//! Ultima Online denoising rules.
//!
//! Removes entries that are OCR artifacts or item attributes rather than
//! modifiers. Every rule that fires is reported, so a rejection can always be
//! explained.

use regex::Regex;
use serde::Serialize;
use std::collections::{HashMap, HashSet};
use std::fmt;
use std::sync::{Arc, LazyLock};

use super::compile_patterns;
use crate::analysis::config::DomainRules;
use crate::entry::ModEntry;

/// Filter built from the built-in tables, shared by every default analyzer.
pub static DEFAULT_DOMAIN_FILTER: LazyLock<Arc<DomainFilter>> =
    LazyLock::new(|| Arc::new(DomainFilter::new(&DomainRules::default())));

/// A domain rule that rejected an entry.
#[derive(Debug, Clone, PartialEq, Eq)]
pub enum DomainRejection {
    /// Name exactly matches the deny list
    DeniedName,
    /// Name contains a denied substring
    DeniedSubstring(String),
    /// Name matches a misread attribute word
    OcrConfusion(String),
    /// Value matches a reject pattern
    RejectedValue(String),
    /// Value is below the modifier's minimum meaningful value
    BelowMinimum { minimum: u32, actual: u64 },
}

impl fmt::Display for DomainRejection {
    fn fmt(&self, f: &mut fmt::Formatter<'_>) -> fmt::Result {
        match self {
            DomainRejection::DeniedName => write!(f, "name is a known non-modifier word"),
            DomainRejection::DeniedSubstring(s) => write!(f, "name contains \"{}\"", s),
            DomainRejection::OcrConfusion(p) => write!(f, "name matches OCR error pattern {}", p),
            DomainRejection::RejectedValue(p) => write!(f, "value matches reject pattern {}", p),
            DomainRejection::BelowMinimum { minimum, actual } => {
                write!(f, "value {} is below minimum {}", actual, minimum)
            }
        }
    }
}

/// Compiled form of [`DomainRules`].
#[derive(Debug, Clone)]
pub struct DomainFilter {
    denied_names: HashSet<String>,
    denied_substrings: Vec<String>,
    ocr_confusion: Vec<Regex>,
    rejected_values: Vec<Regex>,
    minimum_values: HashMap<String, u32>,
}

impl DomainFilter {
    /// Builds the filter. Patterns that fail to compile are skipped with a warning.
    pub fn new(rules: &DomainRules) -> Self {
        let normalize = |s: &String| s.trim().to_lowercase();
        Self {
            denied_names: rules.denied_names.iter().map(normalize).collect(),
            denied_substrings: rules.denied_substrings.iter().map(normalize).collect(),
            ocr_confusion: compile_patterns(&rules.ocr_confusion_patterns, "OCR confusion"),
            rejected_values: compile_patterns(&rules.rejected_value_patterns, "rejected value"),
            minimum_values: rules
                .minimum_values
                .iter()
                .map(|(name, min)| (normalize(name), *min))
                .collect(),
        }
    }

    /// Returns every domain rule the entry breaks. Empty means the entry is kept.
    pub fn rejections(&self, entry: &ModEntry) -> Vec<DomainRejection> {
        let name = entry.name.trim().to_lowercase();
        let value = entry.value.trim();
        let mut rejections = Vec::new();

        if self.denied_names.contains(&name) {
            rejections.push(DomainRejection::DeniedName);
        }

        if let Some(s) = self
            .denied_substrings
            .iter()
            .find(|s| !s.is_empty() && name.contains(s.as_str()))
        {
            rejections.push(DomainRejection::DeniedSubstring(s.clone()));
        }

        if let Some(p) = self.ocr_confusion.iter().find(|p| p.is_match(&name)) {
            rejections.push(DomainRejection::OcrConfusion(p.as_str().to_string()));
        }

        if let Some(p) = self.rejected_values.iter().find(|p| p.is_match(value)) {
            rejections.push(DomainRejection::RejectedValue(p.as_str().to_string()));
        }

        if let (Some(&minimum), Some(actual)) =
            (self.minimum_values.get(&name), numeric_magnitude(value))
        {
            if actual < u64::from(minimum) {
                rejections.push(DomainRejection::BelowMinimum { minimum, actual });
            }
        }

        rejections
    }

    pub fn is_valid(&self, entry: &ModEntry) -> bool {
        self.rejections(entry).is_empty()
    }

    /// Keeps the entries no rule rejects, in their original order.
    pub fn filter(&self, entries: &[ModEntry]) -> Vec<ModEntry> {
        entries
            .iter()
            .filter(|e| self.is_valid(e))
            .cloned()
            .collect()
    }
}

impl Default for DomainFilter {
    fn default() -> Self {
        DomainFilter::clone(&DEFAULT_DOMAIN_FILTER)
    }
}

/// Integer formed by the value's digits, ignoring sign and percent.
fn numeric_magnitude(value: &str) -> Option<u64> {
    let digits: String = value.chars().filter(|c| c.is_ascii_digit()).collect();
    digits.parse().ok()
}

/// Counts before and after filtering, for diagnostics.
#[derive(Debug, Clone, PartialEq, Eq, Serialize)]
pub struct FilterStats {
    pub original_count: usize,
    pub filtered_count: usize,
    pub removed_count: usize,
    /// Percentage removed with one decimal, e.g. "25.0%"
    pub removal_rate: String,
}

impl FilterStats {
    pub fn new(original_count: usize, filtered_count: usize) -> Self {
        let removed_count = original_count.saturating_sub(filtered_count);
        let removal_rate = if original_count > 0 {
            format!("{:.1}%", removed_count as f64 / original_count as f64 * 100.0)
        } else {
            "0%".to_string()
        };
        Self {
            original_count,
            filtered_count,
            removed_count,
            removal_rate,
        }
    }
}

#[cfg(test)]
mod tests {
    use super::*;

    fn rejected(name: &str, value: &str) -> Vec<DomainRejection> {
        DEFAULT_DOMAIN_FILTER.rejections(&ModEntry::new(name, value))
    }

    #[test]
    fn test_real_modifiers_pass() {
        for (name, value) in [
            ("Damage Increase", "25%"),
            ("Hit Chance Increase", "15%"),
            ("Swing Speed Increase", "10%"),
            ("Lower Reagent Cost", "20%"),
            ("Hit Point Regeneration", "2"),
            ("Luck", "100"),
        ] {
            assert!(rejected(name, value).is_empty(), "{} {} should pass", name, value);
        }
    }

    #[test]
    fn test_denied_names_exact_match() {
        assert!(rejected("II", "5").contains(&DomainRejection::DeniedName));
        assert!(rejected("The", "5").contains(&DomainRejection::DeniedName));
        assert!(rejected("Quantity", "5").contains(&DomainRejection::DeniedName));
        assert!(rejected("Material", "5").contains(&DomainRejection::DeniedName));
        assert!(rejected("ltem", "5").contains(&DomainRejection::DeniedName));
    }

    #[test]
    fn test_durability_rejected_by_name_and_substring() {
        let result = rejected("Durability", "255");
        assert!(result.contains(&DomainRejection::DeniedName));
        assert!(result.contains(&DomainRejection::DeniedSubstring("durability".into())));
    }

    #[test]
    fn test_substring_net() {
        assert_eq!(
            rejected("Strength Requirement Bonus", "5").first(),
            Some(&DomainRejection::DeniedSubstring("strength requirement".into()))
        );
        assert!(rejected("Item Weight", "6")
            .contains(&DomainRejection::DeniedSubstring("weight".into())));
    }

    #[test]
    fn test_ocr_confusion_patterns() {
        let result = rejected("Durabllity", "255");
        assert!(matches!(result.as_slice(), [DomainRejection::OcrConfusion(_)]));

        assert!(!rejected("Welght", "6").is_empty());
        assert!(!rejected("Requlrement", "40").is_empty());
        assert!(!rejected("Prioriti", "1").is_empty());
    }

    #[test]
    fn test_rejected_values() {
        assert!(matches!(
            rejected("Mana Regeneration", "000").as_slice(),
            [DomainRejection::RejectedValue(_)]
        ));
        assert!(matches!(
            rejected("Mana Regeneration", "1000").as_slice(),
            [DomainRejection::RejectedValue(_)]
        ));
        assert!(matches!(
            rejected("Mana Regeneration", "2.5").as_slice(),
            [DomainRejection::RejectedValue(_)]
        ));
        assert!(rejected("Mana Regeneration", "999").is_empty());
    }

    #[test]
    fn test_minimum_value_rule() {
        assert_eq!(
            rejected("Swing Speed Increase", "4%"),
            vec![DomainRejection::BelowMinimum { minimum: 5, actual: 4 }]
        );
        assert!(rejected("Swing Speed Increase", "5%").is_empty());
        assert_eq!(
            rejected("Damage Increase", "0%"),
            vec![DomainRejection::BelowMinimum { minimum: 1, actual: 0 }]
        );
    }

    #[test]
    fn test_zero_value_with_minimum_reports_both_rules() {
        let result = rejected("Luck", "0");
        assert!(matches!(result[0], DomainRejection::RejectedValue(_)));
        assert!(result.contains(&DomainRejection::BelowMinimum { minimum: 1, actual: 0 }));
    }

    #[test]
    fn test_minimum_lookup_is_case_insensitive() {
        assert!(!rejected("  SWING speed INCREASE ", "2").is_empty());
    }

    #[test]
    fn test_custom_rules() {
        let mut rules = DomainRules::default();
        rules.minimum_values.insert("Faster Casting".into(), 2);
        rules.denied_names.push("Blessed".into());
        let filter = DomainFilter::new(&rules);

        assert!(!filter.is_valid(&ModEntry::new("Faster Casting", "1")));
        assert!(filter.is_valid(&ModEntry::new("Faster Casting", "2")));
        assert!(!filter.is_valid(&ModEntry::new("blessed", "1")));
    }

    #[test]
    fn test_invalid_pattern_is_skipped() {
        let rules = DomainRules {
            ocr_confusion_patterns: vec!["(unclosed".into(), r"(?i)we[il]ght".into()],
            ..DomainRules::default()
        };
        let filter = DomainFilter::new(&rules);
        assert_eq!(filter.ocr_confusion.len(), 1);
        assert!(!filter.is_valid(&ModEntry::new("Welght", "6")));
    }

    #[test]
    fn test_filter_keeps_order() {
        let entries = vec![
            ModEntry::new("Luck", "100"),
            ModEntry::new("Weight", "6"),
            ModEntry::new("Mana Increase", "8"),
        ];
        assert_eq!(
            DEFAULT_DOMAIN_FILTER.filter(&entries),
            vec![ModEntry::new("Luck", "100"), ModEntry::new("Mana Increase", "8")]
        );
    }

    #[test]
    fn test_filter_stats() {
        let stats = FilterStats::new(4, 3);
        assert_eq!(stats.removed_count, 1);
        assert_eq!(stats.removal_rate, "25.0%");
        assert_eq!(FilterStats::new(0, 0).removal_rate, "0%");
    }

    #[test]
    fn test_rejection_reasons() {
        assert_eq!(
            DomainRejection::BelowMinimum { minimum: 5, actual: 4 }.to_string(),
            "value 4 is below minimum 5"
        );
        assert_eq!(
            DomainRejection::DeniedSubstring("hue".into()).to_string(),
            "name contains \"hue\""
        );
    }
}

→ **Work to be completed**
Say how many lines in this material hold "Regex", and say nothing else.

→ **Exercise result**
3